//! Deployment persistence.

use async_trait::async_trait;
use sqlx::{Pool, Postgres};
use uuid::Uuid;

use super::{map_db_err, RepoError};
use crate::models::{Deployment, DeploymentDetail};

const DETAIL_SELECT: &str = r#"
SELECT d.id, d.service_id, d.version, d.changes, d.created_by, d.branch_name, d.created_at,
       s.name AS service_name, s.application, u.email AS creator_email
FROM deployments d
LEFT JOIN services s ON s.id = d.service_id
LEFT JOIN users u ON u.id = d.created_by
"#;

#[derive(Debug, Clone)]
pub struct NewDeployment {
    pub service_id: Uuid,
    pub version: String,
    pub changes: Option<String>,
    pub created_by: Uuid,
    pub branch_name: Option<String>,
}

#[async_trait]
pub trait DeploymentRepository: Send + Sync + 'static {
    /// Fast-path uniqueness probe. The UNIQUE constraint enforced in
    /// `create` is the source of truth under concurrency.
    async fn version_exists(&self, service_id: Uuid, version: &str) -> Result<bool, RepoError>;

    async fn service_name(&self, service_id: Uuid) -> Result<Option<String>, RepoError>;

    /// Insert a deployment. A racing insert on the same (service_id,
    /// version) pair surfaces as `RepoError::UniqueViolation`.
    async fn create(&self, new: NewDeployment) -> Result<DeploymentDetail, RepoError>;

    async fn find_by_id(&self, id: Uuid) -> Result<Option<DeploymentDetail>, RepoError>;

    async fn find_all(&self) -> Result<Vec<DeploymentDetail>, RepoError>;

    async fn find_by_service(&self, service_id: Uuid) -> Result<Vec<DeploymentDetail>, RepoError>;

    /// Delete file rows then the deployment inside one transaction.
    /// Returns `Ok(None)` when no such deployment exists.
    async fn delete(&self, id: Uuid) -> Result<Option<Deployment>, RepoError>;
}

pub struct PgDeploymentRepository {
    pool: Pool<Postgres>,
}

impl PgDeploymentRepository {
    pub fn new(pool: Pool<Postgres>) -> Self {
        Self { pool }
    }
}

#[async_trait]
impl DeploymentRepository for PgDeploymentRepository {
    async fn version_exists(&self, service_id: Uuid, version: &str) -> Result<bool, RepoError> {
        sqlx::query_scalar::<_, bool>(
            "SELECT EXISTS(SELECT 1 FROM deployments WHERE service_id = $1 AND version = $2)",
        )
        .bind(service_id)
        .bind(version)
        .fetch_one(&self.pool)
        .await
        .map_err(map_db_err)
    }

    async fn service_name(&self, service_id: Uuid) -> Result<Option<String>, RepoError> {
        sqlx::query_scalar::<_, String>("SELECT name FROM services WHERE id = $1")
            .bind(service_id)
            .fetch_optional(&self.pool)
            .await
            .map_err(map_db_err)
    }

    async fn create(&self, new: NewDeployment) -> Result<DeploymentDetail, RepoError> {
        let id: Uuid = sqlx::query_scalar(
            "INSERT INTO deployments (service_id, version, changes, created_by, branch_name) \
             VALUES ($1, $2, $3, $4, $5) RETURNING id",
        )
        .bind(new.service_id)
        .bind(&new.version)
        .bind(&new.changes)
        .bind(new.created_by)
        .bind(new.branch_name.as_deref().unwrap_or("main"))
        .fetch_one(&self.pool)
        .await
        .map_err(map_db_err)?;

        let detail = sqlx::query_as::<_, DeploymentDetail>(
            &format!("{DETAIL_SELECT} WHERE d.id = $1"),
        )
        .bind(id)
        .fetch_one(&self.pool)
        .await
        .map_err(map_db_err)?;
        Ok(detail)
    }

    async fn find_by_id(&self, id: Uuid) -> Result<Option<DeploymentDetail>, RepoError> {
        sqlx::query_as::<_, DeploymentDetail>(&format!("{DETAIL_SELECT} WHERE d.id = $1"))
            .bind(id)
            .fetch_optional(&self.pool)
            .await
            .map_err(map_db_err)
    }

    async fn find_all(&self) -> Result<Vec<DeploymentDetail>, RepoError> {
        sqlx::query_as::<_, DeploymentDetail>(&format!(
            "{DETAIL_SELECT} ORDER BY d.created_at DESC"
        ))
        .fetch_all(&self.pool)
        .await
        .map_err(map_db_err)
    }

    async fn find_by_service(&self, service_id: Uuid) -> Result<Vec<DeploymentDetail>, RepoError> {
        sqlx::query_as::<_, DeploymentDetail>(&format!(
            "{DETAIL_SELECT} WHERE d.service_id = $1 ORDER BY d.created_at DESC"
        ))
        .bind(service_id)
        .fetch_all(&self.pool)
        .await
        .map_err(map_db_err)
    }

    async fn delete(&self, id: Uuid) -> Result<Option<Deployment>, RepoError> {
        // Object-storage bytes referenced by the file rows are intentionally
        // left in place; only the rows are removed.
        let mut tx = self.pool.begin().await.map_err(map_db_err)?;
        sqlx::query("DELETE FROM deployment_files WHERE deployment_id = $1")
            .bind(id)
            .execute(&mut *tx)
            .await
            .map_err(map_db_err)?;
        let deleted = sqlx::query_as::<_, Deployment>(
            "DELETE FROM deployments WHERE id = $1 \
             RETURNING id, service_id, version, changes, created_by, branch_name, created_at",
        )
        .bind(id)
        .fetch_optional(&mut *tx)
        .await
        .map_err(map_db_err)?;
        tx.commit().await.map_err(map_db_err)?;
        Ok(deleted)
    }
}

### Work task
Copy each line above that contains the word "Postgres".

### Final answer
use sqlx::{Pool, Postgres};
    pool: Pool<Postgres>,
    pub fn new(pool: Pool<Postgres>) -> Self {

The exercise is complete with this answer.